Fallopian tube problems

Ectopic pregnancy

One of the most well-known complications with fallopian tubes is an ectopic pregnancy.

About 1.9% of reported pregnancies are ectopic, or when the fertilized egg is implanted in a location other than the uterus. The most common area for this is the fallopian tubes. Some ectopic pregnancies will correct themselves, while others will require medical treatment or an abortion.


Salpingitis, a form of pelvic inflammatory disease (PID), causes inflammation in the fallopian tubes that, if left untreated, can lead to long-term complications and fertility problems.

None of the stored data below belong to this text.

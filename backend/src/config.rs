//! Configuration management for the Regional Weather Dashboard
//!
//! Supports hierarchical configuration loading:
//! 1. Default values in code
//! 2. Configuration files (development.toml, production.toml)
//! 3. Environment variable overrides with WXD_ prefix

use chrono::{FixedOffset, NaiveDate};
use config::{ConfigError, Environment, File};
use serde::Deserialize;
use shared::{DomainError, SlotSchedule};

use crate::error::{AppError, AppResult};

/// Main application configuration
#[derive(Debug, Deserialize, Clone)]
pub struct Config {
    /// Current environment (development, production)
    pub environment: String,

    pub server: ServerConfig,

    pub database: DatabaseConfig,

    pub logging: LoggingConfig,

    pub dashboard: DashboardConfig,

    pub seed: SeedConfig,

    /// Citizen portal SSO
    pub czp: CzpConfig,

    /// Dashboard session tokens
    pub session: SessionConfig,
}

#[derive(Debug, Deserialize, Clone)]
pub struct ServerConfig {
    /// Server port
    pub port: u16,

    /// Server host
    pub host: String,
}

#[derive(Debug, Deserialize, Clone)]
pub struct DatabaseConfig {
    /// PostgreSQL connection URL
    pub url: String,

    /// Maximum number of connections in the pool
    pub max_connections: u32,

    /// Minimum number of connections in the pool
    pub min_connections: u32,
}

#[derive(Debug, Deserialize, Clone)]
pub struct LoggingConfig {
    /// `pretty` or `json`
    pub format: String,
}

#[derive(Debug, Deserialize, Clone)]
pub struct DashboardConfig {
    /// Hours of the daily forecast slots
    pub slot_hours: Vec<u32>,

    /// Offset of dashboard local time from UTC
    pub utc_offset_hours: i32,
}

#[derive(Debug, Deserialize, Clone)]
pub struct SeedConfig {
    /// First seeded day
    pub start_date: NaiveDate,

    /// Last seeded day (inclusive)
    pub end_date: NaiveDate,

    /// Inserts awaited together
    pub batch_size: usize,
}

#[derive(Debug, Deserialize, Clone)]
pub struct CzpConfig {
    /// Validate endpoint that issues the intermediate token
    pub auth_url: Option<String>,

    /// Profile decryption endpoint
    pub deproc_url: Option<String>,

    pub consumer_key: Option<String>,

    pub consumer_secret: Option<String>,

    pub agent_id: Option<String>,

    /// Lifetime of a cached intermediate token
    pub token_ttl_secs: u64,
}

#[derive(Debug, Deserialize, Clone)]
pub struct SessionConfig {
    /// Secret key for signing session tokens
    pub secret: String,

    /// Session token expiration in seconds
    pub expiry_secs: i64,

    /// Require a session token on dashboard endpoints
    pub require_session: bool,
}

impl Config {
    /// Load configuration from files and environment variables
    pub fn load() -> Result<Self, ConfigError> {
        let environment = std::env::var("WXD_ENVIRONMENT").unwrap_or_else(|_| "development".into());

        let config = config::Config::builder()
            // Start with default values
            .set_default("environment", environment.clone())?
            .set_default("server.port", 3000)?
            .set_default("server.host", "0.0.0.0")?
            .set_default("database.max_connections", 10)?
            .set_default("database.min_connections", 2)?
            .set_default("logging.format", "pretty")?
            .set_default("dashboard.slot_hours", vec![7, 13, 19])?
            .set_default("dashboard.utc_offset_hours", 7)?
            .set_default("seed.start_date", "2025-11-01")?
            .set_default("seed.end_date", "2026-01-01")?
            .set_default("seed.batch_size", 25)?
            .set_default("czp.token_ttl_secs", 300)?
            .set_default("session.secret", "development-session-secret")?
            .set_default("session.expiry_secs", 3600)?
            .set_default("session.require_session", false)?
            // Load environment-specific config file
            .add_source(File::with_name(&format!("config/{}", environment)).required(false))
            // Override with environment variables (WXD_ prefix)
            .add_source(
                Environment::with_prefix("WXD")
                    .prefix_separator("_")
                    .separator("__")
                    .list_separator(",")
                    .with_list_parse_key("dashboard.slot_hours")
                    .try_parsing(true),
            )
            .build()?;

        config.try_deserialize()
    }
}

impl DashboardConfig {
    /// Validated slot schedule
    pub fn schedule(&self) -> Result<SlotSchedule, DomainError> {
        SlotSchedule::new(self.slot_hours.iter().copied())
    }

    /// Dashboard local time zone
    pub fn local_offset(&self) -> AppResult<FixedOffset> {
        FixedOffset::east_opt(self.utc_offset_hours * 3600).ok_or_else(|| {
            AppError::Configuration(format!(
                "utc_offset_hours out of range: {}",
                self.utc_offset_hours
            ))
        })
    }
}

impl Default for DashboardConfig {
    fn default() -> Self {
        Self {
            slot_hours: shared::slot::DEFAULT_SLOT_HOURS.to_vec(),
            utc_offset_hours: 7,
        }
    }
}

impl Default for ServerConfig {
    fn default() -> Self {
        Self {
            port: 3000,
            host: "0.0.0.0".to_string(),
        }
    }
}

#[cfg(test)]
mod tests {
    use super::*;

    #[test]
    fn test_default_dashboard_config() {
        let dashboard = DashboardConfig::default();
        assert_eq!(dashboard.schedule().unwrap().hours(), &[7, 13, 19]);
        assert_eq!(
            dashboard.local_offset().unwrap(),
            FixedOffset::east_opt(7 * 3600).unwrap()
        );
    }

    #[test]
    fn test_bad_offset_is_configuration_error() {
        let dashboard = DashboardConfig {
            utc_offset_hours: 30,
            ..DashboardConfig::default()
        };
        assert!(matches!(
            dashboard.local_offset(),
            Err(AppError::Configuration(_))
        ));
    }
}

It is usually caused by a bacterial infection, typically an STI such as gonorrhea or chlamydia. Usually treated with antibiotics and operated on as needed to prevent long-term complications by having regular STI tests and checking for signs of infection, such as:

  • Fever, vomiting, and nausea
  • Yellow or malodorous vaginal discharge
  • Abdominal pain or dull lower back pain
  • Pain during menstruation, sex, or ovulation


Endometriosis is a painful condition that occurs when the lining of the uterus, called the endometrium, grows outside of the uterine lining in places where it shouldn’t.

Over time, this tissue can scar and block the fallopian tubes, which can lead to fertility problems and difficulty conceiving. This can sometimes be corrected surgically. In other cases, specialists recommend bypassing the fallopian tubes during conception with fertility treatments such as in vitro fertilization (IVF).

birth defect

Although they are quite rare, there are certain congenital abnormalities that can affect people’s fallopian tubes.

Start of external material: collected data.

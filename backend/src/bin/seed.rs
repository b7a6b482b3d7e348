//! Regenerate the forecast tables
//!
//! Wipes provinces, forecasts and nearby links, then synthesizes every
//! region for every slot of the configured seed window.

use sqlx::postgres::PgPoolOptions;
use std::time::Instant;

use shared::{region_fields, Region};
use weather_dashboard_backend::{
    init_tracing,
    services::{SeedPlan, SeedService},
    Config,
};

#[tokio::main]
async fn main() -> anyhow::Result<()> {
    dotenvy::dotenv().ok();
    let config = Config::load()?;
    init_tracing(&config.logging);

    let plan = SeedPlan {
        start_date: config.seed.start_date,
        end_date: config.seed.end_date,
        schedule: config.dashboard.schedule()?,
        local: config.dashboard.local_offset()?,
        batch_size: config.seed.batch_size,
    };

    let db = PgPoolOptions::new()
        .max_connections(config.database.max_connections)
        .connect(&config.database.url)
        .await?;
    sqlx::migrate!("./migrations").run(&db).await?;

    for region in Region::ALL {
        let fields: Vec<&str> = region_fields(region).iter().map(|f| f.as_str()).collect();
        tracing::info!(region = region.name_th(), fields = ?fields, "Region field set");
    }

    tracing::info!(
        start = %plan.start_date,
        end = %plan.end_date,
        slots = ?plan.schedule.hours(),
        "Seeding forecasts"
    );
    let started = Instant::now();
    let summary = SeedService::new(db).run(&plan).await?;

    println!(
        "Seeded {} provinces, {} forecasts over {} days ({} nearby links) in {:.1}s",
        summary.provinces,
        summary.forecasts,
        summary.days,
        summary.nearby_links,
        started.elapsed().as_secs_f64()
    );
    Ok(())
}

This could look like one or both tubes are blocked, which may or may not be surgically corrected. This condition can go undetected until someone encounters fertility problems.

People with a higher risk of congenital fallopian tube problems are people who have been exposed to the chemical diethylstilbestrol in the uterus, or people with a malevolence of the Müllerian duct.

Are these the tubes that are tied?

You guessed it!

When people choose sterilization as their permanent method of contraception, the fallopian tubes usually need to be cut so that the egg does not get into the uterus.

People usually need to undergo counseling and meet certain criteria before they can go through this procedure. Some even choose to do this shortly after giving birth in the postpartum period.